Medical Malpractice Bulletin April, 2010

Perspective: Strolling blissfully down the garden path…

“Always trust your first impression.” We’ve all heard it time and time again, but is it really true? Especially in medicine, should it ever be true? Falling in love with one’s first impression of a patient’s presenting problem known as “anchoring,” can be catastrophic for both patients and physicians. More ->

“What is an emergency physician’s duty?”
William Sullivan MD JD asks this question in “Emergency Physicians’ Monthly.” He explains that since “duty to treat” is foundational in any malpractice case, fully defining the extent of that duty, particularly in the Emergency Department, is crucial.  He urges care when providing specific answers to broad questions about the concept and provides an excellent summary applicable to both plaintiff and defense.

Medical Economics: Plaintiff Attorney gives advice
Barry Lang MD JD garnered front page coverage in the March 19 issue of Medical Economics with an article pointing out to physicians how they can be their “own worst enemy” in a malpractice trial. Particularly interesting reading for defense attorneys… and their clients.

Autism lends itself to questionable medical practices
Anyone involved in autism might find this blog post interesting. Questionable treatments abound, and the diagnosis has become rampant, knocking ADHD from first place in behavioral disorders among children.

VBAC (Vaginal Birth After Caesarean Section) is safe
The Agency for Healthcare Quality recently published an “evidence-based practice summary” showing that VBAC is “a reasonable and safe choice for the majority of women with prior cesarean.” The data was compiled by Oregon Health Sciences University and addresses the 1.5 million childbearing women who have cesarean deliveries each year. There is also evidence of serious harms relating to multiple cesareans.

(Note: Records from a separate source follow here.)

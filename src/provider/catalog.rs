//! Directory-backed view catalog.
//!
//! Each file in the directory stands for one host view that has already been
//! exported to an image. The element kind is derived from the file name
//! (`*schedule*` -> Schedule, `*sheet*` -> Sheet, other images -> View), so a
//! folder of exports can stand in for a live host document.

use std::io::Cursor;
use std::path::{Path, PathBuf};

use anyhow::{anyhow, Context, Result};
use image::codecs::gif::GifDecoder;
use image::{AnimationDecoder, DynamicImage, ImageFormat};
use tracing::{debug, info};

use super::{fit_within, ElementId, ElementKind, ElementLabel, ImageProvider, SelectionSource};
use crate::error::ExportError;
use crate::viewport::Raster;

const IMAGE_EXTENSIONS: &[&str] = &["png", "jpg", "jpeg", "bmp", "gif", "webp", "tif", "tiff"];

/// Message shown for views the exporter cannot rasterize.
pub const UNSUPPORTED_VIEW_TYPE: &str = "unsupported view type";

#[derive(Debug, Clone, PartialEq, Eq)]
pub struct CatalogEntry {
    pub id: ElementId,
    pub path: PathBuf,
    pub name: String,
    pub kind: ElementKind,
}

#[derive(Debug, Clone, Default)]
pub struct ViewCatalog {
    entries: Vec<CatalogEntry>,
}

impl ViewCatalog {
    /// Scan `dir` (non-recursively). Hidden files are skipped; entries are
    /// sorted by file name and numbered from 1.
    pub fn scan(dir: &Path) -> Result<Self> {
        let read = std::fs::read_dir(dir)
            .with_context(|| format!("Failed to read view directory: {:?}", dir))?;

        let mut paths: Vec<PathBuf> = read
            .flatten()
            .map(|entry| entry.path())
            .filter(|path| path.is_file())
            .filter(|path| {
                path.file_name()
                    .and_then(|n| n.to_str())
                    .is_some_and(|n| !n.starts_with('.'))
            })
            .collect();
        paths.sort();

        let entries: Vec<CatalogEntry> = paths
            .into_iter()
            .enumerate()
            .map(|(index, path)| {
                let name = path
                    .file_stem()
                    .map(|s| s.to_string_lossy().into_owned())
                    .unwrap_or_default();
                let kind = classify(&path);
                CatalogEntry {
                    id: ElementId(index as i64 + 1),
                    path,
                    name,
                    kind,
                }
            })
            .collect();

        info!(?dir, count = entries.len(), "Scanned view catalog");
        Ok(Self { entries })
    }

    pub fn entries(&self) -> &[CatalogEntry] {
        &self.entries
    }

    pub fn get(&self, id: ElementId) -> Option<&CatalogEntry> {
        self.entries.iter().find(|e| e.id == id)
    }

    /// A selection over this catalog, as the host would report it.
    pub fn selection(&self, selected: Vec<ElementId>) -> CatalogSelection<'_> {
        CatalogSelection {
            catalog: self,
            selected,
        }
    }
}

fn classify(path: &Path) -> ElementKind {
    let stem = path
        .file_stem()
        .map(|s| s.to_string_lossy().to_lowercase())
        .unwrap_or_default();
    let is_image = path
        .extension()
        .and_then(|e| e.to_str())
        .is_some_and(|e| IMAGE_EXTENSIONS.contains(&e.to_ascii_lowercase().as_str()));

    if stem.contains("schedule") {
        ElementKind::Schedule
    } else if !is_image {
        ElementKind::Other
    } else if stem.contains("sheet") {
        ElementKind::Sheet
    } else {
        ElementKind::View
    }
}

impl ImageProvider for ViewCatalog {
    fn export_view_image(
        &mut self,
        id: ElementId,
        max_pixel_dimension: u32,
    ) -> Result<Raster, ExportError> {
        let entry = self
            .get(id)
            .ok_or_else(|| ExportError::Failed(format!("view {id} does not exist")))?;

        match entry.kind {
            ElementKind::Schedule => {
                return Err(ExportError::Unsupported(UNSUPPORTED_VIEW_TYPE.to_string()))
            }
            ElementKind::Other | ElementKind::NotFound => {
                return Err(ExportError::Unsupported(format!(
                    "{} is not a view",
                    entry.name
                )))
            }
            ElementKind::View | ElementKind::Sheet => {}
        }

        debug!(%id, path = ?entry.path, "Loading exported view image");
        let image = open_image(&entry.path).map_err(|err| ExportError::Failed(format!("{err:#}")))?;
        let raster = image.to_rgba8();
        if raster.width() == 0 || raster.height() == 0 {
            return Err(ExportError::Empty);
        }
        Ok(fit_within(raster, max_pixel_dimension))
    }
}

/// Decode an image file; animated GIFs yield their first frame.
pub fn open_image(path: &Path) -> Result<DynamicImage> {
    let bytes = std::fs::read(path).with_context(|| format!("Failed to read image: {:?}", path))?;
    let format = image::guess_format(&bytes).ok();

    if format == Some(ImageFormat::Gif) {
        let decoder = GifDecoder::new(Cursor::new(bytes))
            .with_context(|| format!("Failed to decode GIF: {:?}", path))?;
        let mut frames = decoder.into_frames();
        if let Some(frame) = frames.next() {
            let frame = frame.context("Failed to decode GIF frame")?;
            return Ok(DynamicImage::ImageRgba8(frame.into_buffer()));
        }
        return Err(anyhow!("GIF has no frames: {:?}", path));
    }

    match format {
        Some(fmt) => image::load_from_memory_with_format(&bytes, fmt)
            .with_context(|| format!("Failed to decode image: {:?}", path)),
        None => image::load_from_memory(&bytes)
            .with_context(|| format!("Failed to decode image: {:?}", path)),
    }
}

/// A fixed set of selected catalog entries.
#[derive(Debug, Clone)]
pub struct CatalogSelection<'a> {
    catalog: &'a ViewCatalog,
    selected: Vec<ElementId>,
}

impl SelectionSource for CatalogSelection<'_> {
    fn selected_ids(&self) -> Vec<ElementId> {
        self.selected.clone()
    }

    fn element_kind(&self, id: ElementId) -> ElementKind {
        self.catalog
            .get(id)
            .map_or(ElementKind::NotFound, |e| e.kind)
    }

    fn element_label(&self, id: ElementId) -> Option<ElementLabel> {
        self.catalog.get(id).map(|e| ElementLabel {
            name: e.name.clone(),
            type_name: e.kind.label().to_string(),
        })
    }
}

#[cfg(test)]
mod tests {
    use super::*;
    use image::{Rgba, RgbaImage};

    fn write_png(dir: &Path, name: &str, width: u32, height: u32) {
        RgbaImage::from_pixel(width, height, Rgba([10, 20, 30, 255]))
            .save(dir.join(name))
            .unwrap();
    }

    fn sample_dir() -> tempfile::TempDir {
        let dir = tempfile::tempdir().unwrap();
        write_png(dir.path(), "Level 1.png", 2400, 1600);
        write_png(dir.path(), "A101 Sheet.png", 300, 200);
        write_png(dir.path(), "Door Schedule.png", 50, 50);
        std::fs::write(dir.path().join("notes.txt"), "not a view").unwrap();
        std::fs::write(dir.path().join(".hidden.png"), "skip me").unwrap();
        dir
    }

    #[test]
    fn test_scan_classifies_and_numbers_entries() {
        let dir = sample_dir();
        let catalog = ViewCatalog::scan(dir.path()).unwrap();
        let summary: Vec<(i64, &str, ElementKind)> = catalog
            .entries()
            .iter()
            .map(|e| (e.id.0, e.name.as_str(), e.kind))
            .collect();
        assert_eq!(
            summary,
            vec![
                (1, "A101 Sheet", ElementKind::Sheet),
                (2, "Door Schedule", ElementKind::Schedule),
                (3, "Level 1", ElementKind::View),
                (4, "notes", ElementKind::Other),
            ]
        );
    }

    #[test]
    fn test_scan_missing_directory_fails() {
        let dir = tempfile::tempdir().unwrap();
        let err = ViewCatalog::scan(&dir.path().join("missing")).unwrap_err();
        assert!(format!("{err:#}").contains("Failed to read view directory"));
    }

    #[test]
    fn test_export_downscales_to_max_dimension() {
        let dir = sample_dir();
        let mut catalog = ViewCatalog::scan(dir.path()).unwrap();
        let raster = catalog.export_view_image(ElementId(3), 1200).unwrap();
        assert_eq!(raster.dimensions(), (1200, 800));
    }

    #[test]
    fn test_export_schedule_is_unsupported() {
        let dir = sample_dir();
        let mut catalog = ViewCatalog::scan(dir.path()).unwrap();
        let err = catalog.export_view_image(ElementId(2), 1200).unwrap_err();
        assert!(matches!(err, ExportError::Unsupported(ref m) if m == UNSUPPORTED_VIEW_TYPE));
    }

    #[test]
    fn test_export_unknown_or_corrupt_fails() {
        let dir = tempfile::tempdir().unwrap();
        std::fs::write(dir.path().join("broken.png"), b"not really a png").unwrap();
        let mut catalog = ViewCatalog::scan(dir.path()).unwrap();

        assert!(matches!(
            catalog.export_view_image(ElementId(1), 1200),
            Err(ExportError::Failed(_))
        ));
        assert!(matches!(
            catalog.export_view_image(ElementId(99), 1200),
            Err(ExportError::Failed(_))
        ));
    }

    #[test]
    fn test_selection_reports_kinds_and_labels() {
        let dir = sample_dir();
        let catalog = ViewCatalog::scan(dir.path()).unwrap();
        let selection = catalog.selection(vec![ElementId(3)]);
        assert_eq!(selection.selected_ids(), vec![ElementId(3)]);
        assert_eq!(selection.element_kind(ElementId(3)), ElementKind::View);
        assert_eq!(selection.element_kind(ElementId(42)), ElementKind::NotFound);
        let label = selection.element_label(ElementId(1)).unwrap();
        assert_eq!(label.name, "A101 Sheet");
        assert_eq!(label.type_name, "Sheet");
    }
}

State Supreme Court Rules on Corporate Practice of Medicine Case
On March 18, 2010 the Washington State Supreme Court ruled that Benton Franklin Orthopedic Associates did not violate the state’s corporate practice of medicine doctrine by employing physical therapists.  In Columbia Physical Therapy v. Benton Franklin Orthopedic Associates, the court found that state statute permitted Orthopedic Associates to engage in the professional service its members were licensed to practice – medicine. Taya Briley, reporting for the Washington State Hospital Association, says the court “further found that employment of physical therapists was permitted because physical therapy is ‘one aspect of’ the practice of medicine.

Nurses cleared in whistleblowing case in TX.
Two nurses who reported a doctor to state authorities for unethical conduct were then sued by the physician for their action. The nurses recently won their case when the jury took less than an hour to find them innocent.

Georgia Supreme Court: One for you, one for me, one for you, one for me
If it were Olympic gymnastics, the Georgia Supreme Court would easily win the balance beam competition for its recent rulings. In a single week in March they first struck down a $350,000 cap on medical malpractice awards because it “clearly nullifies the jury’s findings of fact regarding damages and thereby undermines the jury’s basic function,” according to Chief Justice Carol Hunstein. As an added bonus to plaintiffs and their attorneys, the ruling applies retroactively to all cases not yet resolved. (Illinois recently had a similar ruling.) In a second ruling the justices upheld a higher standard of proof in medical malpractice cases against emergency healthcare providers. Guess which ruling was “condemned by doctors and Republican lawmakers.” A third case upheld as constitutional a provision that provides for “loser pays” legal fees in some cases. The cases are a response to Georgia’s 2005 Tort Reform Act, which was championed by the health care and medical insurance industries. (Legislators in Florida are hoping to further restrict that state’s already stringent rules on suits against emergency providers.

Firefighters with stupid ideas: No “amicus curiae” here
The union for Louisiana firefighters proposed a law that would exempt them from medical oversight and discipline for emergency medical activities. The purpose of the current oversight is to to ensure that EMTs are properly certified and review how well they deliver medical care. In an action that would have to be called an “enemy of the court” (what’s the Latin for that?), nearly all of their non-firefighter colleagues, as well as several national organizations representing emergency care providers have labeled this a stupid idea (my language).